Olvidamos que somos hechos a imagen y semejanza del Creador. Maltratamos el templo que se nos ha dado para cuidar y lo llenamos de grafitis, de mensajes, de dibujos, de mamarrachos. A la belleza física, a esa que se acaba con el trascurrir inexorable de los años, le rendimos el culto que sea necesario, porque la apariencia exterior es la que vale para mostrar en cualquier espacio público o en la soledad de lo privado. Luego, con desdén expresamos que todo está acabado.
Los seres humanos somos dados a culpar a Dios de nuestras desdichas. Basta con recordar el último de los favores pedidos para afirmar en positivo que Dios no nos quiere, que no nos escucha, que nos tiene abandonados. En ningún momento nos detenemos a pensar en que tenemos más de lo que necesitamos para vivir, en que a lo largo de la vida se nos ha dado lo suficiente para estar alegres, en que se nos han proporcionado bienes materiales para pertenecer a la sociedad y en que la felicidad no solo está cifrada en pesos.
El sacrificio de Jesús en la cruz tiene otro significado y un mensaje diferente. Para el que cree, los días no son pesados, lentos ni largos. Las horas en el hogar, mientras se comparte en la familia, trascurren tranquilas; en la calle, cuando caminamos o vamos en el carro, los minutos se llenan de felicidad; en la empresa el reloj va rápido y el tiempo nos apura para cumplir con nuestro trabajo. Reconocemos la dicha que nos proporciona Dios al darnos la vida en familia, disfrutamos del sosiego que siempre acude a la cita cotidiana, porque estamos afanados por conseguir la bendición de Dios. Así creemos que no todo está terminado, que falta mucho por hacer.

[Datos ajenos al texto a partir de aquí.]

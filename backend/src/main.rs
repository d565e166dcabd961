use anyhow::Context;
use catalog::application::use_cases::{ListCastMembers, ListCategories, ListGenres, ListVideos};
use catalog::application::{EncoderResultListener, ListenerCallback, ListenerEvent};
use catalog::config::{AppConfig, DatabaseLocation};
use catalog::domain::{SearchQuery, VideoSearchQuery};
use catalog::infrastructure::media::{
    DefaultMediaResourceGateway, InMemoryStorage, LocalFileStorage, StorageService,
};
use catalog::infrastructure::persistence::{
    SqliteCastMemberGateway, SqliteCategoryGateway, SqliteDatabase, SqliteGenreGateway,
    SqliteVideoGateway,
};
use std::sync::Arc;
use tokio::io::{AsyncBufReadExt, BufReader};
use tokio::sync::{mpsc, Mutex};
use tracing_subscriber::EnvFilter;

#[tokio::main]
async fn main() -> anyhow::Result<()> {
    let config = AppConfig::from_env().context("Invalid configuration")?;

    tracing_subscriber::fmt()
        .with_env_filter(EnvFilter::new(&config.log_filter))
        .with_writer(std::io::stderr)
        .init();

    let db = match &config.database {
        DatabaseLocation::InMemory => SqliteDatabase::open_in_memory()?,
        DatabaseLocation::File(path) => SqliteDatabase::open(path)
            .with_context(|| format!("Cannot open database at {}", path.display()))?,
    };
    tracing::info!("Opened catalog database: {:?}", config.database);

    let storage: Box<dyn StorageService + Send> = match &config.storage_root {
        Some(root) => Box::new(LocalFileStorage::new(root)?),
        None => Box::new(InMemoryStorage::new()),
    };
    let media = DefaultMediaResourceGateway::new(storage);

    let videos = SqliteVideoGateway::new(db.clone());
    log_catalog_totals(&db, &videos, &media)?;

    let (sender, receiver) = mpsc::channel::<String>(config.event_buffer);
    let reader = tokio::spawn(async move {
        let mut lines = BufReader::new(tokio::io::stdin()).lines();
        while let Some(line) = lines.next_line().await? {
            if line.trim().is_empty() {
                continue;
            }
            if sender.send(line).await.is_err() {
                break;
            }
        }
        Ok::<_, std::io::Error>(())
    });

    let callback: ListenerCallback = Arc::new(|event| match event {
        ListenerEvent::MediaCompleted {
            video_id,
            resource_id,
        } => tracing::info!(%video_id, %resource_id, "Media encoded"),
        ListenerEvent::Ignored {
            video_id,
            resource_id,
        } => tracing::info!(%video_id, %resource_id, "Encoder result changed nothing"),
        ListenerEvent::EncoderFailed { message } => {
            tracing::warn!("Encoder failed: {}", message)
        }
        ListenerEvent::Rejected { error } => tracing::warn!("Rejected message: {}", error),
    });
    let listener = EncoderResultListener::new(Arc::new(Mutex::new(videos)), Some(callback));
    let stats = listener.listen(receiver).await;

    reader.await?.context("Failed to read encoder results from stdin")?;
    tracing::info!(
        completed = stats.completed,
        ignored = stats.ignored,
        encoder_errors = stats.encoder_errors,
        rejected = stats.rejected,
        "Done"
    );
    Ok(())
}

fn log_catalog_totals<S: StorageService>(
    db: &SqliteDatabase,
    videos: &SqliteVideoGateway,
    media: &DefaultMediaResourceGateway<S>,
) -> anyhow::Result<()> {
    let query = SearchQuery::new(0, 1, "", "", "asc");
    let categories = ListCategories::new(&SqliteCategoryGateway::new(db.clone())).execute(&query)?;
    let genres = ListGenres::new(&SqliteGenreGateway::new(db.clone())).execute(&query)?;
    let cast_members =
        ListCastMembers::new(&SqliteCastMemberGateway::new(db.clone())).execute(&query)?;
    let video_page = ListVideos::new(videos).execute(&VideoSearchQuery::new(query))?;
    let stored_media = media.storage().list("")?.len();

    tracing::info!(
        categories = categories.total,
        genres = genres.total,
        cast_members = cast_members.total,
        videos = video_page.total,
        stored_media,
        "Catalog loaded"
    );
    Ok(())
}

Jesús no se sintió derrotado al morir crucificado y su grito antes de entregar el espíritu al Padre no fue de vencido por la muerte, sino de triunfo porque regresaba a su reino para gobernar desde allí y por siempre. Entonces, para que no trascurran otros 365 días en medio de ese olvido hacia Dios y de ese rechazo por lo divino, interroguemos a nuestro corazón y preguntémosle sin temor ¿qué es lo que está consumado? ¿Qué ha acabado con nuestra vida? ¿Qué hemos hecho para no dejar que todo se consuma sin darnos otra oportunidad? Dios nos entregó a Jesucristo para que nos rescatara del pecado. ¿Yo qué le he entregado a Dios en compensación por el sacrificio en la cruz?
La Diócesis nos traza un plan de salvación y nos llena de mensajes cada mes en busca de nuestra conversión. La parroquia nos ofrece grupos eclesiales para acercarnos a Dios. La Iglesia nos invita a la oración constante y a estar vigilantes para cuando Cristo venga. Oportunidades sí se nos han ofrecido para no pensar que todo está acabado. Reflexionemos de nuevo. ¿Dónde empezó a consumarse nuestra vida?